Where Is the Compassion Behind Accreditation?
Accreditation vs Reality: The Crisis of Patient-Centered Emergency Healthcare in Bangladesh
As private investment in Bangladesh’s healthcare sector continues to grow, many hospitals are earning national and international accreditation. On paper, these institutions promise quality care, safety, and standardized clinical services. But in reality, the picture is often very different.
Several recent case experiences involving critically ill patients reveal a troubling gap between hospital accreditation and the actual delivery of emergency medical care. In many cases, patients in life-threatening conditions were denied the speed, coordination, and compassion that define true patient-centered healthcare.
The Core Problem
1. Absence of a Golden Hour response culture
In emergency medicine, every minute matters. Yet in hospitals patient safety matters; administrative formalities such as registration, file creation, and payment processing are prioritized before urgent clinical intervention. This delay can cost lives.
2. Weak frontline emergency response
Security staff, trolley staff, nurses, and junior doctors often lack the training, sensitivity, and accountability required to manage emergency situations effectively. Patients and families frequently experience neglect, disrespect, and a lack of empathy at the most vulnerable moments.
3. Poor clinical governance and monitoring
Continuous monitoring of critically ill patients, rapid clinical decision-making, and timely senior supervision are often missing or ineffective. Without proper oversight, patient safety is severely compromised.
4. Serious communication gaps
Families are often not adequately informed about the patient’s condition, treatment plan, or prognosis. The absence of proper counseling and transparent communication undermines trust and may even worsen outcomes.
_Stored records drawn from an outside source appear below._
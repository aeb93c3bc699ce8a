use std::fmt::Write as _;
use std::io::Write as _;

use chrono::Local;
use clap::{Parser, Subcommand};
use serde::Serialize;

use crate::adapters::wait_api::WaitApiClient;
use crate::app::config::{AppConfig, OutputFormat};
use crate::app::error::AppError;
use crate::domain::calendar_date::WaitingDate;
use crate::domain::models::{Office, OfficeWaitingTimes, StatusRecord, Statuses};

#[derive(Debug, Parser)]
#[command(name = "st_wait", version, about = "Query office waiting times from the st-wait backend")]
pub struct Cli {
    #[command(subcommand)]
    pub command: Command,
}

#[derive(Debug, Clone, PartialEq, Eq, Subcommand)]
pub enum Command {
    /// List all offices known to the backend.
    Offices,
    /// Print the status id to label mapping.
    Statuses,
    /// Status samples of one office for one day.
    WaitingTimes {
        office_id: i64,
        /// Day to query as YYYY-MM-DD, sent as given. Defaults to today.
        #[arg(long)]
        date: Option<String>,
        /// Resolve status ids to labels (fetches /statuses as well).
        #[arg(long)]
        with_labels: bool,
    },
    /// Status samples of every office for one day.
    AllWaitingTimes {
        #[arg(long)]
        date: Option<String>,
    },
}

#[derive(Debug, Serialize, PartialEq)]
struct LabelledRecord<'a> {
    captured_at: &'a str,
    status_id: i64,
    status: Option<&'a str>,
}

pub fn run(config: AppConfig, cli: Cli) -> Result<(), AppError> {
    let client = WaitApiClient::new()?;
    let runtime = tokio::runtime::Builder::new_current_thread()
        .enable_all()
        .build()
        .map_err(AppError::runtime)?;

    let rendered = runtime.block_on(execute(&client, cli.command, config.output))?;

    let mut stdout = std::io::stdout().lock();
    stdout.write_all(rendered.as_bytes())?;
    stdout.flush()?;

    Ok(())
}

pub async fn execute(
    client: &WaitApiClient,
    command: Command,
    format: OutputFormat,
) -> Result<String, AppError> {
    tracing::info!(command = ?command, base_url = %client.base_url(), "executing command");

    match command {
        Command::Offices => {
            let offices = client.get_offices().await?;
            render(format, offices.as_slice(), render_offices)
        }
        Command::Statuses => {
            let statuses = client.get_statuses().await?;
            render(format, &statuses, render_statuses)
        }
        Command::WaitingTimes {
            office_id,
            date,
            with_labels,
        } => {
            let records = client
                .get_waiting_times(office_id, resolve_date(date))
                .await?;

            if with_labels {
                let statuses = client.get_statuses().await?;
                let labelled = label_records(&records, &statuses);
                render(format, labelled.as_slice(), render_labelled_records)
            } else {
                render(format, records.as_slice(), render_records)
            }
        }
        Command::AllWaitingTimes { date } => {
            let grouped = client.get_all_waiting_times(resolve_date(date)).await?;
            render(format, &grouped, render_grouped)
        }
    }
}

fn resolve_date(date: Option<String>) -> WaitingDate {
    date.map(WaitingDate::from)
        .unwrap_or_else(|| WaitingDate::from(Local::now()))
}

fn label_records<'a>(records: &'a [StatusRecord], statuses: &'a Statuses) -> Vec<LabelledRecord<'a>> {
    records
        .iter()
        .map(|record| LabelledRecord {
            captured_at: &record.captured_at,
            status_id: record.status_id,
            status: statuses.label_for(record.status_id),
        })
        .collect()
}

fn render<T, F>(format: OutputFormat, value: &T, as_text: F) -> Result<String, AppError>
where
    T: Serialize + ?Sized,
    F: Fn(&T) -> String,
{
    match format {
        OutputFormat::Text => Ok(as_text(value)),
        OutputFormat::Json => serde_json::to_string_pretty(value)
            .map(|mut json| {
                json.push('\n');
                json
            })
            .map_err(AppError::runtime),
    }
}

fn render_offices(offices: &[Office]) -> String {
    let mut out = String::new();
    for office in offices {
        let _ = writeln!(out, "{}\t{}\t{}", office.id, office.label, office.url);
    }
    out
}

fn render_statuses(statuses: &Statuses) -> String {
    let mut out = String::new();
    for (id, label) in statuses.sorted_by_id() {
        let _ = writeln!(out, "{id}\t{label}");
    }
    out
}

fn render_records(records: &[StatusRecord]) -> String {
    let mut out = String::new();
    for record in records {
        let _ = writeln!(out, "{}\t{}", record.captured_at, record.status_id);
    }
    out
}

fn render_labelled_records(records: &[LabelledRecord<'_>]) -> String {
    let mut out = String::new();
    for record in records {
        let _ = writeln!(
            out,
            "{}\t{}\t{}",
            record.captured_at,
            record.status_id,
            record.status.unwrap_or("unknown")
        );
    }
    out
}

fn render_grouped(grouped: &OfficeWaitingTimes) -> String {
    let mut out = String::new();
    for (office_id, records) in grouped {
        let _ = writeln!(out, "office {office_id}");
        for record in records {
            let _ = writeln!(out, "  {}\t{}", record.captured_at, record.status_id);
        }
    }
    out
}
5. Accreditation treated as a one-time certificate
In too many cases, accreditation functions as a symbolic achievement rather than a living quality system. There is often little evidence of regular re-audits, real-time quality checks, or patient outcome-based assessments. As a result, accreditation fails to guarantee real service quality.
Key Challenges in Bangladesh’s Emergency Healthcare System
- Tick-box compliance instead of real quality care
- Commercial pressure eroding professional ethics
- Lack of an effective accountability framework
- Failure to implement patient-centered care in practice
- SOPs for emergency care exist, but are poorly enforced
Policy Directions for Reform
1. Make accreditation dynamic, not symbolic
Accreditation should be treated as a continuous process, not a one-time accomplishment. This requires:
- Regular surprise audits
- Patient outcome-based evaluation
- Linking license renewal to performance indicators
2. Strengthen monitoring and supervision
The government, especially DGHS and MOHFW, should establish an independent monitoring cell to regularly assess:
- Emergency response time
- Mortality review
- Adverse event tracking
3. Establish a strong accountability framework
- Define clear responsibility for clinical negligence and system failure
- Make patient grievance redress mechanisms effective
- Activate hospital-level Quality Committees
4. Enforce emergency care protocols
- Implement a “No delay, treat first” policy
- Strengthen triage systems, trolley support, and emergency logistics
- Make Golden Hour management a mandatory SOP
5. Ensure patient-centered care
- Make family communication and counseling mandatory
- Allow one designated family representative limited observation access in critical cases under controlled policy
- Require empathy and communication skills training for healthcare staff
6. Invest in human resource development
- Regular training on emergency response, ethics, and communication
- Introduce performance-based incentives and disciplinary measures
7. Promote data-driven quality improvement
- Build hospital dashboards tracking response time, mortality, and ICU transfer delays
- Make Root Cause Analysis (RCA) mandatory for every adverse event
Conclusion
Accreditation is not just a certificate. It is a promise.
But when that promise is not reflected in real patient care, it becomes dangerous for patients and damaging to public trust in the entire healthcare system.
What Bangladesh urgently needs now is a shift from “Accreditation to Assurance” — a system where every certification is backed by visible, measurable, accountable, and compassionate care.
Unless humanity, professional ethics, and accountability are restored at the heart of healthcare, infrastructure and accreditation alone will never deliver the standard of care patients deserve.